## Requirement
Copy exactly the lines from the start of the data below through the one that carries "mod layout;", and only those.
+++ Records shown +++
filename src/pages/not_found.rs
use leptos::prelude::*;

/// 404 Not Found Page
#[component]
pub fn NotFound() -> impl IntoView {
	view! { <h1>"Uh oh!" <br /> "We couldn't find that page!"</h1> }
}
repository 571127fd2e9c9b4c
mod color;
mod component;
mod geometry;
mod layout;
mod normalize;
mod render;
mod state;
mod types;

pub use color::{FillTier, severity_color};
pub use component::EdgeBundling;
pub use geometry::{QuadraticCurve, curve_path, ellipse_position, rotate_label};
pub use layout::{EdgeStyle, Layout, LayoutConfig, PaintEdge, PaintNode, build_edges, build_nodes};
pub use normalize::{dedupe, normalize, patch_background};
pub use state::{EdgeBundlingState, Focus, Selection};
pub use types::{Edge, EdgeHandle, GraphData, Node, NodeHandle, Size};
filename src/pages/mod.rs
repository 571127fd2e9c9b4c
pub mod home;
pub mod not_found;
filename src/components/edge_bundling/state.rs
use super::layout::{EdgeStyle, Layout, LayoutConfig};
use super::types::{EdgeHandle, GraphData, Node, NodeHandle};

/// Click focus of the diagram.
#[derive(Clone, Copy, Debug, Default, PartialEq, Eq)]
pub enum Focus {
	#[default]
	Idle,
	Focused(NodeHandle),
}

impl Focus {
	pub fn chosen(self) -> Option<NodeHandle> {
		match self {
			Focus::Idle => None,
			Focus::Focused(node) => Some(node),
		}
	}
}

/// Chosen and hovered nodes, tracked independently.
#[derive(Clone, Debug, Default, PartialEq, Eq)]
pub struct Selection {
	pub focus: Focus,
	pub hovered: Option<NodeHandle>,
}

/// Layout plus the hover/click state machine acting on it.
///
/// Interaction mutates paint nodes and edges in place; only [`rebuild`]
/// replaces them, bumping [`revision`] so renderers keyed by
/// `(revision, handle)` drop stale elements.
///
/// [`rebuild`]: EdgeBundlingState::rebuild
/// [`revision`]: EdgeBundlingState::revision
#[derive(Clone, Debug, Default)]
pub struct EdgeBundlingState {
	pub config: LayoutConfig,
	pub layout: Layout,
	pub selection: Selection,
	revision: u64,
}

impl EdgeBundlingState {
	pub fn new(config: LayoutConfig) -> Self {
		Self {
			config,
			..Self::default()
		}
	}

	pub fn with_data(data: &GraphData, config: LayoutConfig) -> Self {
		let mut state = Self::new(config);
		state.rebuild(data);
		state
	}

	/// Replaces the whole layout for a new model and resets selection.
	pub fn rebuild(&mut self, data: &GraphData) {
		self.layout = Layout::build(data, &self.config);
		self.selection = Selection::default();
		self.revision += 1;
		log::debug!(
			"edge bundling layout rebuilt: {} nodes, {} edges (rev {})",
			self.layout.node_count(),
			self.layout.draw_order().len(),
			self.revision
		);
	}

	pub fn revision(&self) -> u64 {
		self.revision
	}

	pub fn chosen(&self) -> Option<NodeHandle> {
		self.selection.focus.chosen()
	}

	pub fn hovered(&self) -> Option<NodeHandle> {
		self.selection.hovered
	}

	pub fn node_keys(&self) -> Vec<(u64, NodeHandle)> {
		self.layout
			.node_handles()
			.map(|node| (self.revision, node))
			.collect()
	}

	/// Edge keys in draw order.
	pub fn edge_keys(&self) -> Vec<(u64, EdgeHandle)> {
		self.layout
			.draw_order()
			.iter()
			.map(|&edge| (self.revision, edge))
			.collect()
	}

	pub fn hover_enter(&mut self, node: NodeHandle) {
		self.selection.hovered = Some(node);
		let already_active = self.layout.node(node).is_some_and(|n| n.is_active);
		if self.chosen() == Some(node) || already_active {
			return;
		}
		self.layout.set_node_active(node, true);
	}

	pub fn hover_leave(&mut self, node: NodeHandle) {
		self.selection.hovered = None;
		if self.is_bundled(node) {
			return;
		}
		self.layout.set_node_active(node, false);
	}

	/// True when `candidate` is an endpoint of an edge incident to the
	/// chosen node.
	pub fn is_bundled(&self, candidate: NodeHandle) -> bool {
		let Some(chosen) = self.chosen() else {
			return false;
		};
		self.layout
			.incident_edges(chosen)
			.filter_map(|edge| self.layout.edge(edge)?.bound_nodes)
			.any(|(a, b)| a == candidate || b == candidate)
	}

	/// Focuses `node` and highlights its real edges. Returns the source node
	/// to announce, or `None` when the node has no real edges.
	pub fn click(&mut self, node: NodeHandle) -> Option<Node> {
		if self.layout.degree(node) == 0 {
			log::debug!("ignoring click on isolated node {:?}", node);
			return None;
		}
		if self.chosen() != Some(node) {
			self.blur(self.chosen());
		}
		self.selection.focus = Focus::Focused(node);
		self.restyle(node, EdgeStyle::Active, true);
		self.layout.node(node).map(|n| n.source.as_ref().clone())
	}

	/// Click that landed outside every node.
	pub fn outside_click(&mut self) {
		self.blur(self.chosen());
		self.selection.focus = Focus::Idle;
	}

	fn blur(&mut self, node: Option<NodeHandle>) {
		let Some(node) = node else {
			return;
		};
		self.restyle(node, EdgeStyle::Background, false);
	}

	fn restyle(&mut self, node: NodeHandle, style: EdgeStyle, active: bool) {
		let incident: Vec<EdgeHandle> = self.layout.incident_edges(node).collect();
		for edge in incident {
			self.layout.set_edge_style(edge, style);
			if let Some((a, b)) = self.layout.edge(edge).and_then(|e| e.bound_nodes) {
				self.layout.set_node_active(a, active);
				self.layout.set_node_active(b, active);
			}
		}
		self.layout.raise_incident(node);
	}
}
+++
## Output of the task
filename src/pages/not_found.rs
use leptos::prelude::*;

/// 404 Not Found Page
#[component]
pub fn NotFound() -> impl IntoView {
	view! { <h1>"Uh oh!" <br /> "We couldn't find that page!"</h1> }
}
repository 571127fd2e9c9b4c
mod color;
mod component;
mod geometry;
mod layout;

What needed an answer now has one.